__WHAT THE TASK ASKS__. The answer must consist of every line from the data that holds the string "ModelLoadState".

(Saved entries)
use std::collections::HashMap;

use bevy::prelude::*;
use constants::document::{CONTENT_ROOT_ID, SECTION_ATTRIBUTE, SECTION_HIGHLIGHT_CLASS};
use thiserror::Error;
use wasm_bindgen::JsCast;
use web_sys::{Element, ScrollBehavior, ScrollIntoViewOptions, ScrollLogicalPosition};

use super::content::ContentDocument;
use super::html::render_content_html;
use super::section_id::SectionId;
use super::targets::SectionTarget;

#[derive(Debug, Error)]
pub enum MountError {
    #[error("browser window is not available")]
    NoWindow,

    #[error("document is not available")]
    NoDocument,

    #[error("content root #{0} not found")]
    MissingContentRoot(&'static str),

    #[error("DOM query failed: {0}")]
    Query(String),
}

/// Section target backed by `[data-section]` elements in the host page.
#[derive(Default)]
pub struct DomSections {
    elements: HashMap<SectionId, Element>,
}

impl DomSections {
    /// Render `document` into the content root and index its sections.
    pub fn mount(document: &ContentDocument) -> Result<Self, MountError> {
        let dom = web_sys::window()
            .ok_or(MountError::NoWindow)?
            .document()
            .ok_or(MountError::NoDocument)?;

        let root = dom
            .get_element_by_id(CONTENT_ROOT_ID)
            .ok_or(MountError::MissingContentRoot(CONTENT_ROOT_ID))?;
        root.set_inner_html(&render_content_html(document));

        Self::index(&root)
    }

    /// Index every element below `root` that carries a non-empty section attribute.
    pub fn index(root: &Element) -> Result<Self, MountError> {
        let nodes = root
            .query_selector_all(&format!("[{SECTION_ATTRIBUTE}]"))
            .map_err(|e| MountError::Query(format!("{e:?}")))?;

        let mut elements = HashMap::new();
        for i in 0..nodes.length() {
            let Some(element) = nodes.item(i).and_then(|n| n.dyn_into::<Element>().ok()) else {
                continue;
            };
            let Some(value) = element.get_attribute(SECTION_ATTRIBUTE) else {
                continue;
            };
            if value.is_empty() {
                continue;
            }
            let id = SectionId::new(value);
            if elements.contains_key(&id) {
                warn!("Duplicate section {} in document; keeping the first", id);
                continue;
            }
            elements.insert(id, element);
        }

        info!("Indexed {} document sections", elements.len());
        Ok(Self { elements })
    }
}

impl SectionTarget for DomSections {
    fn scroll_into_view(&mut self, section: &SectionId) -> bool {
        let Some(element) = self.elements.get(section) else {
            return false;
        };
        let options = ScrollIntoViewOptions::new();
        options.set_behavior(ScrollBehavior::Smooth);
        options.set_block(ScrollLogicalPosition::Center);
        element.scroll_into_view_with_scroll_into_view_options(&options);
        true
    }

    fn set_highlighted(&mut self, section: &SectionId, highlighted: bool) -> bool {
        let Some(element) = self.elements.get(section) else {
            return false;
        };
        let classes = element.class_list();
        let result = if highlighted {
            classes.add_1(SECTION_HIGHLIGHT_CLASS)
        } else {
            classes.remove_1(SECTION_HIGHLIGHT_CLASS)
        };
        if let Err(e) = result {
            error!("Failed to toggle highlight on section {}: {:?}", section, e);
        }
        true
    }
}
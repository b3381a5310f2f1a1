#![allow(dead_code)]

use std::time::{Duration, Instant};

use bevy::input::InputPlugin;
use bevy::prelude::*;
use bevy::state::app::StatesPlugin;
use robot_scene::ScenePlugin;
use robot_scene::document::{ContentDocument, DocumentSections};
use robot_scene::engine::core::config::SceneConfig;
use robot_scene::engine::loading::ModelLoadState;
use robot_scene::engine::render::PointCloudMaterial;
use robot_scene::tools::hotspots::{HotspotPlugin, SectionLinkPlugin};

pub const FIXTURE_MODEL: &str = "four_points.ply";

/// Authored scene pointed at the test fixture model.
pub fn fixture_config() -> SceneConfig {
    let mut config = SceneConfig::authored();
    config.model.asset_path = FIXTURE_MODEL.to_string();
    config
}

/// Scene, hotspots and a document-backed section target, without rendering.
pub fn headless_app(config: SceneConfig) -> App {
    let mut app = App::new();
    app.add_plugins((
        MinimalPlugins,
        AssetPlugin {
            file_path: "tests/fixtures".to_string(),
            ..default()
        },
        StatesPlugin,
        InputPlugin,
        TransformPlugin,
    ))
    .init_asset::<Mesh>()
    .init_asset::<StandardMaterial>()
    .init_asset::<PointCloudMaterial>()
    .add_plugins(ScenePlugin { config })
    .add_plugins(HotspotPlugin)
    .insert_non_send_resource(DocumentSections::new(&ContentDocument::authored()))
    .add_plugins(SectionLinkPlugin::<DocumentSections>::default());

    app.finish();
    app.cleanup();
    app
}

/// Update until `done` holds, giving the asset task pool time between frames.
pub fn update_until(app: &mut App, mut done: impl FnMut(&mut App) -> bool) -> bool {
    let deadline = Instant::now() + Duration::from_secs(10);
    while Instant::now() < deadline {
        app.update();
        if done(app) {
            return true;
        }
        std::thread::sleep(Duration::from_millis(5));
    }
    false
}

pub fn load_state(app: &App) -> ModelLoadState {
    app.world().resource::<ModelLoadState>().clone()
}

pub fn count<C: Component>(app: &mut App) -> usize {
    let world = app.world_mut();
    let mut query = world.query_filtered::<Entity, With<C>>();
    query.iter(world).count()
}

pub fn sections(app: &App) -> &DocumentSections {
    app.world().non_send_resource::<DocumentSections>()
}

__WRITTEN REPLY__.
use robot_scene::engine::loading::ModelLoadState;
pub fn load_state(app: &App) -> ModelLoadState {
    app.world().resource::<ModelLoadState>().clone()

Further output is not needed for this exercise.